#### [Directions for this task]
Which lines of the data below contain "report"? Please show them all.

:: Supplied records

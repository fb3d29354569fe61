use anyhow::Result;
use ramwise_core::models::{
    DdrGeneration, Platform, Priority, Profile, RedundancyMode, RemoteAccess, ThreatProtection,
    Workload,
};
use ramwise_core::{Repository, presets, sizing};

use crate::input;
use crate::tutorial;
use crate::ui::{self, Layout};

#[derive(clap::Args)]
pub struct CalcArgs {
    /// Start from a named preset (home, media, vm, enterprise)
    #[arg(long, short)]
    pub preset: Option<String>,
    /// Free-text model name for saved history
    #[arg(long)]
    pub label: Option<String>,
    /// Installed memory in GB
    #[arg(long)]
    pub current_ram: Option<String>,
    /// Board maximum memory in GB
    #[arg(long)]
    pub max_ram: Option<String>,
    /// Number of drives in the pool
    #[arg(long)]
    pub drives: Option<String>,
    /// Capacity per drive in GB
    #[arg(long)]
    pub drive_size: Option<String>,
    /// raid0 | raid1 | raid5 | raid6 | raid10
    #[arg(long)]
    pub raid: Option<String>,
    /// backup | media | database | vm | mixed
    #[arg(long)]
    pub workload: Option<String>,
    /// Concurrent users
    #[arg(long)]
    pub users: Option<String>,
    /// CPU cores
    #[arg(long)]
    pub cores: Option<String>,
    /// synology | openmediavault | unraid | truenas | ubuntu | custom
    #[arg(long)]
    pub os: Option<String>,
    /// cost | balanced | performance
    #[arg(long)]
    pub priority: Option<String>,
    /// Link speed in Gbps
    #[arg(long)]
    pub network: Option<String>,
    /// Reachable from the internet: yes | no
    #[arg(long)]
    pub internet: Option<String>,
    /// none | port-forward | tunnel
    #[arg(long)]
    pub remote: Option<String>,
    /// none | basic | advanced
    #[arg(long)]
    pub protection: Option<String>,
    /// ddr3 | ddr4 | ddr5
    #[arg(long)]
    pub ddr: Option<String>,
    /// Persist this calculation to the saved history
    #[arg(long, short)]
    pub save: bool,
}

pub fn handle_calc(args: CalcArgs) -> Result<()> {
    let repo = Repository::init()?;
    tutorial::show_once(&repo)?;

    let profile = build_profile(&args)?;
    let report = sizing::compute_sizing(&profile);

    let layout = Layout::new();
    ui::render_report(&layout, &profile, &report);

    if args.save {
        let id = repo.save_entry(&profile, &report)?;
        layout.badge_info("SAVED", &format!("Configuration stored as entry {}", id));
    }
    layout.empty();
    Ok(())
}

/// Flag-to-profile binding. Only explicitly passed flags override the
/// preset (or blank) baseline; values themselves never fail to bind.
fn build_profile(args: &CalcArgs) -> Result<Profile> {
    let mut profile = match &args.preset {
        Some(name) => presets::get(name).ok_or_else(|| {
            anyhow::anyhow!(
                "unknown preset: {} (expected one of: {})",
                name,
                presets::PRESET_NAMES.join(", ")
            )
        })?,
        None => Profile::default(),
    };

    if let Some(v) = &args.label {
        profile.label = v.clone();
    }
    if let Some(v) = &args.current_ram {
        profile.current_ram_gb = input::parse_gb(v);
    }
    if let Some(v) = &args.max_ram {
        profile.max_ram_gb = input::parse_gb(v);
    }
    if let Some(v) = &args.drives {
        profile.drive_count = input::parse_count(v);
    }
    if let Some(v) = &args.drive_size {
        profile.drive_capacity_gb = input::parse_count(v);
    }
    if let Some(v) = &args.raid {
        profile.redundancy = RedundancyMode::parse(v);
    }
    if let Some(v) = &args.workload {
        profile.workload = Workload::parse(v);
    }
    if let Some(v) = &args.users {
        profile.concurrent_users = input::parse_count(v);
    }
    if let Some(v) = &args.cores {
        profile.cpu_cores = input::parse_count(v);
    }
    if let Some(v) = &args.os {
        profile.platform = Platform::parse(v);
    }
    if let Some(v) = &args.priority {
        profile.priority = Priority::parse(v);
    }
    if let Some(v) = &args.network {
        profile.network_speed_gbps = input::parse_gb(v);
    }
    if let Some(v) = &args.internet {
        profile.internet_exposed = input::parse_yes_no(v);
    }
    if let Some(v) = &args.remote {
        profile.remote_access = RemoteAccess::parse(v);
    }
    if let Some(v) = &args.protection {
        profile.threat_protection = ThreatProtection::parse(v);
    }
    if let Some(v) = &args.ddr {
        profile.ddr = DdrGeneration::parse(v);
    }

    Ok(profile)
}
use anyhow::Result;
use ramwise_core::Repository;

use crate::ui::Layout;

pub fn handle_config(get: Option<String>, set: Option<String>, reset: bool) -> Result<()> {
    let repo = Repository::init()?;
    let layout = Layout::new();

    if reset {
        repo.settings
            .lock()
            .unwrap_or_else(|poisoned| poisoned.into_inner())
            .reset()?;
        layout.badge_info("CONFIG", "Settings reset to defaults");
        layout.empty();
        return Ok(());
    }

    if let Some(assignment) = set {
        let (key, value) = assignment
            .split_once('=')
            .ok_or_else(|| anyhow::anyhow!("expected key=value, got: {}", assignment))?;
        repo.settings
            .lock()
            .unwrap_or_else(|poisoned| poisoned.into_inner())
            .set_key(key.trim(), value.trim())?;
        layout.badge_info("CONFIG", &format!("{} = {}", key.trim(), value.trim()));
        layout.empty();
        return Ok(());
    }

    if let Some(key) = get {
        let value = repo
            .settings
            .lock()
            .unwrap_or_else(|poisoned| poisoned.into_inner())
            .get_key(&key)?;
        println!("{}", value);
        return Ok(());
    }

    let settings = repo
        .settings
        .lock()
        .unwrap_or_else(|poisoned| poisoned.into_inner())
        .settings
        .clone();
    layout.header("SETTINGS");
    layout.row("tutorial_complete", &settings.tutorial_complete.to_string());
    layout.row(
        "history_display_limit",
        &settings.history_display_limit.to_string(),
    );
    layout.footer("Use 'ramwise config --set key=value' to change a setting");
    layout.empty();
    Ok(())
}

::::

#### [Exercise result]
    let report = sizing::compute_sizing(&profile);
    ui::render_report(&layout, &profile, &report);
        let id = repo.save_entry(&profile, &report)?;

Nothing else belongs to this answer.